Grasslands may occur naturally or as a result of human activity. Hunting cultures around the world often set regular fires to maintain and extend grasslands and prevent fire-intolerant trees and shrubs from taking hold. The tallgrass prairies in the U.S. Midwest may have been extended eastward into Illinois, Indiana, and Ohio by human agency. Much grassland in northwest Europe developed after the Neolithic Period when people gradually cleared the forest to create areas for raising their livestock.

==== Climate change ====
Grasslands often occur in areas with annual precipitation is between 600 mm and 1500 mm and average mean annual temperatures ranges from −5 and 20 °C. However, some grasslands occur in colder (−20 °C) and hotter (30 °C) climatic conditions. Grassland can exist in habitats that are frequently disturbed by grazing or fire, as such disturbance prevents the encroachment of woody species. Species richness is particularly high in grasslands of low soil fertility such as serpentine barrens and calcareous grasslands, where woody encroachment is prevented as low nutrient levels in the soil may inhibit the growth of forest and shrub species. Another common predicament often experienced by the ill-fated grassland creatures is the constant burning of plants, fueled by oxygen and many expired photosynthesizing organisms, with the lack of rain pushing this problem to further heights. When not limited by other factors, increasing CO_{2} concentration in the air increases plant growth, similarly as water use efficiency, which is very important in drier regions. However, the advantages of elevated CO_{2} are limited by factors including water availability and available nutrients, particularly nitrogen. Thus effects of elevated CO_{2} on plant growth will vary with local climate patterns, species adaptations to water limitations, and nitrogen availability. Studies indicate that nutrient depletion may happen faster in drier regions, and with factors like plant community composition and grazing. Nitrogen deposition from air pollutants and increased mineralization from higher temperatures can increase plant productivity, but increases are often among a discount in biodiversity as faster-growing plants outcompete others. A study of a California grassland found that global change may speed reductions in diversity and forb species are most prone to this process.
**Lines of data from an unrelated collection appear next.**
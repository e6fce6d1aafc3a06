//! HTTP clients for external services

pub mod attention_engine;
pub mod payment;
pub mod video_token;
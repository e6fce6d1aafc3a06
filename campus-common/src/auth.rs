//! Session and password authentication primitives
//!
//! # Architecture
//!
//! - Passwords are stored as SHA-256 of (salt ++ password) with a per-user
//!   random salt, in the `users` table.
//! - Logins create a row in `sessions` with a random token and an expiry
//!   taken from `settings.session_timeout_seconds`. The token travels in a
//!   `campus_session` cookie.
//!
//! This module contains only pure functions and database operations. No HTTP
//! framework dependencies; the Axum middleware lives in the services.

use chrono::{DateTime, Duration, Utc};
use rand::RngCore;
use sha2::{Digest, Sha256};

#[cfg(feature = "sqlx")]
use sqlx::SqlitePool;

/// Cookie name carrying the session token
pub const SESSION_COOKIE: &str = "campus_session";

/// Authentication error types
#[derive(Debug, Clone)]
pub enum AuthError {
    /// No session token presented
    MissingToken,
    /// Token unknown to the sessions table
    InvalidToken,
    /// Token known but past its expiry
    SessionExpired,
    /// Username/password pair did not match
    BadCredentials,
    /// Database error during validation
    DatabaseError(String),
}

impl std::fmt::Display for AuthError {
    fn fmt(&self, f: &mut std::fmt::Formatter<'_>) -> std::fmt::Result {
        match self {
            AuthError::MissingToken => write!(f, "Missing session token"),
            AuthError::InvalidToken => write!(f, "Invalid session token"),
            AuthError::SessionExpired => write!(f, "Session expired"),
            AuthError::BadCredentials => write!(f, "Invalid username or password"),
            AuthError::DatabaseError(err) => write!(f, "Database error: {}", err),
        }
    }
}

impl std::error::Error for AuthError {}

// ========================================
// Password Hashing
// ========================================

/// Generate a random 16-byte salt as 32 hex characters
pub fn generate_salt() -> String {
    let mut bytes = [0u8; 16];
    rand::thread_rng().fill_bytes(&mut bytes);
    hex_encode(&bytes)
}

/// Hash a password with the given salt
///
/// Returns 64 hex characters of SHA-256(salt ++ password).
pub fn hash_password(password: &str, salt: &str) -> String {
    let mut hasher = Sha256::new();
    hasher.update(salt.as_bytes());
    hasher.update(password.as_bytes());
    hex_encode(&hasher.finalize())
}

/// Verify a password against a stored hash and salt
pub fn verify_password(password: &str, salt: &str, stored_hash: &str) -> bool {
    // Constant-time comparison; both sides are fixed-length hex.
    let calculated = hash_password(password, salt);
    let mut diff = 0u8;
    for (a, b) in calculated.bytes().zip(stored_hash.bytes()) {
        diff |= a ^ b;
    }
    diff == 0 && calculated.len() == stored_hash.len()
}

fn hex_encode(bytes: &[u8]) -> String {
    bytes.iter().map(|b| format!("{:02x}", b)).collect()
}

// ========================================
// Session Tokens
// ========================================

/// Generate a random session token (32 bytes, 64 hex characters)
pub fn generate_session_token() -> String {
    let mut bytes = [0u8; 32];
    rand::thread_rng().fill_bytes(&mut bytes);
    hex_encode(&bytes)
}

/// Extract the session token from a `Cookie` request header value
///
/// Handles multiple cookies in one header (`a=1; campus_session=tok; b=2`).
pub fn parse_session_cookie(header: &str) -> Option<&str> {
    header.split(';').find_map(|pair| {
        let pair = pair.trim();
        pair.strip_prefix(SESSION_COOKIE)
            .and_then(|rest| rest.strip_prefix('='))
            .filter(|token| !token.is_empty())
    })
}

/// Build a `Set-Cookie` header value for a new session
pub fn session_cookie_value(token: &str, max_age_seconds: i64) -> String {
    format!(
        "{}={}; Path=/; HttpOnly; SameSite=Lax; Max-Age={}",
        SESSION_COOKIE, token, max_age_seconds
    )
}

/// `Set-Cookie` value that clears the session cookie
pub fn clear_session_cookie_value() -> String {
    format!("{}=; Path=/; HttpOnly; SameSite=Lax; Max-Age=0", SESSION_COOKIE)
}

// ========================================
// Database Operations
// ========================================

/// Create a session for a user, returning the token
#[cfg(feature = "sqlx")]
pub async fn create_session(
    db: &SqlitePool,
    user_id: &str,
    timeout_seconds: i64,
) -> Result<String, AuthError> {
    let token = generate_session_token();
    let expires_at: DateTime<Utc> = Utc::now() + Duration::seconds(timeout_seconds);

    sqlx::query("INSERT INTO sessions (token, user_id, expires_at) VALUES (?, ?, ?)")
        .bind(&token)
        .bind(user_id)
        .bind(expires_at)
        .execute(db)
        .await
        .map_err(|e| AuthError::DatabaseError(e.to_string()))?;

    Ok(token)
}

/// Resolve a session token to a user id
///
/// Expired sessions are deleted on sight.
#[cfg(feature = "sqlx")]
pub async fn validate_session(db: &SqlitePool, token: &str) -> Result<String, AuthError> {
    let row: Option<(String, DateTime<Utc>)> =
        sqlx::query_as("SELECT user_id, expires_at FROM sessions WHERE token = ?")
            .bind(token)
            .fetch_optional(db)
            .await
            .map_err(|e| AuthError::DatabaseError(e.to_string()))?;

    let (user_id, expires_at) = row.ok_or(AuthError::InvalidToken)?;

    if expires_at < Utc::now() {
        sqlx::query("DELETE FROM sessions WHERE token = ?")
            .bind(token)
            .execute(db)
            .await
            .map_err(|e| AuthError::DatabaseError(e.to_string()))?;
        return Err(AuthError::SessionExpired);
    }

    Ok(user_id)
}

/// Delete a session (logout)
#[cfg(feature = "sqlx")]
pub async fn delete_session(db: &SqlitePool, token: &str) -> Result<(), AuthError> {
    sqlx::query("DELETE FROM sessions WHERE token = ?")
        .bind(token)
        .execute(db)
        .await
        .map_err(|e| AuthError::DatabaseError(e.to_string()))?;

    Ok(())
}

// ========================================
// Tests
// ========================================

#[cfg(test)]
mod tests {
    use super::*;

    #[test]
    fn test_hash_is_deterministic_per_salt() {
        let salt = "00112233445566778899aabbccddeeff";
        let h1 = hash_password("secret", salt);
        let h2 = hash_password("secret", salt);
        assert_eq!(h1, h2);
        assert_eq!(h1.len(), 64);
        assert!(h1.chars().all(|c| c.is_ascii_hexdigit()));
    }

    #[test]
    fn test_different_salts_differ() {
        let h1 = hash_password("secret", generate_salt().as_str());
        let h2 = hash_password("secret", generate_salt().as_str());
        assert_ne!(h1, h2);
    }

    #[test]
    fn test_verify_password_roundtrip() {
        let salt = generate_salt();
        let hash = hash_password("hunter2", &salt);

        assert!(verify_password("hunter2", &salt, &hash));
        assert!(!verify_password("hunter3", &salt, &hash));
        assert!(!verify_password("hunter2", &salt, "deadbeef"));
    }

    #[test]
    fn test_parse_session_cookie() {
        assert_eq!(parse_session_cookie("campus_session=abc123"), Some("abc123"));
        assert_eq!(
            parse_session_cookie("theme=dark; campus_session=tok; lang=en"),
            Some("tok")
        );
        assert_eq!(parse_session_cookie("theme=dark"), None);
        assert_eq!(parse_session_cookie("campus_session="), None);
    }

    #[test]
    fn test_session_tokens_unique() {
        let a = generate_session_token();
        let b = generate_session_token();
        assert_ne!(a, b);
        assert_eq!(a.len(), 64);
    }

    #[test]
    fn test_cookie_values() {
        let set = session_cookie_value("tok", 60);
        assert!(set.contains("campus_session=tok"));
        assert!(set.contains("Max-Age=60"));
        assert!(set.contains("HttpOnly"));

        let clear = clear_session_cookie_value();
        assert!(clear.contains("Max-Age=0"));
    }
}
==== Afforestation or introduction of invasive species ====
Misguided afforestation efforts, for example as part of the global effort to increase carbon sequestration, can harm grasslands and their core ecosystem services. Forest-centric restoration efforts can create the risk of misreading and misclassifying of landscapes; grasslands have relatively little federal or international protection, and their misclassification as degraded forest has contributed to their status as the least protected biome. A map created by the World Resources Institute in collaboration with the IUCN identifies 2 billion hectares for potential forest restoration. It is criticised for including 900 million hectares of grasslands. It is expected that non-native grasses will continue to outperform native species under warmer and drier conditions that occur in many grasslands due to climate change.

==== Management ====
The type of land management used in grasslands can also lead to grassland loss or degradation. Many grasslands and other open ecosystems depend on disturbances such as wildfires, controlled burns or grazing to persist, although this subject is still controversial. A study in Brazilian Subtropical Highland Grasslands found that grasslands without traditional land management—which uses fire every two years and extensive cattle grazing—can disappear within 30 years. This study showed that grasslands inside protected areas, in which fire is not allowed and cattle grazing is banned, were quickly replaced by shrubs (shrub encroachment). Moreover, the absence of fire in grasslands can lead to an increase in the dominance of a few species and litter accumulation, resulting in a reduction in the number of herbaceous species and changes in herbaceous species composition.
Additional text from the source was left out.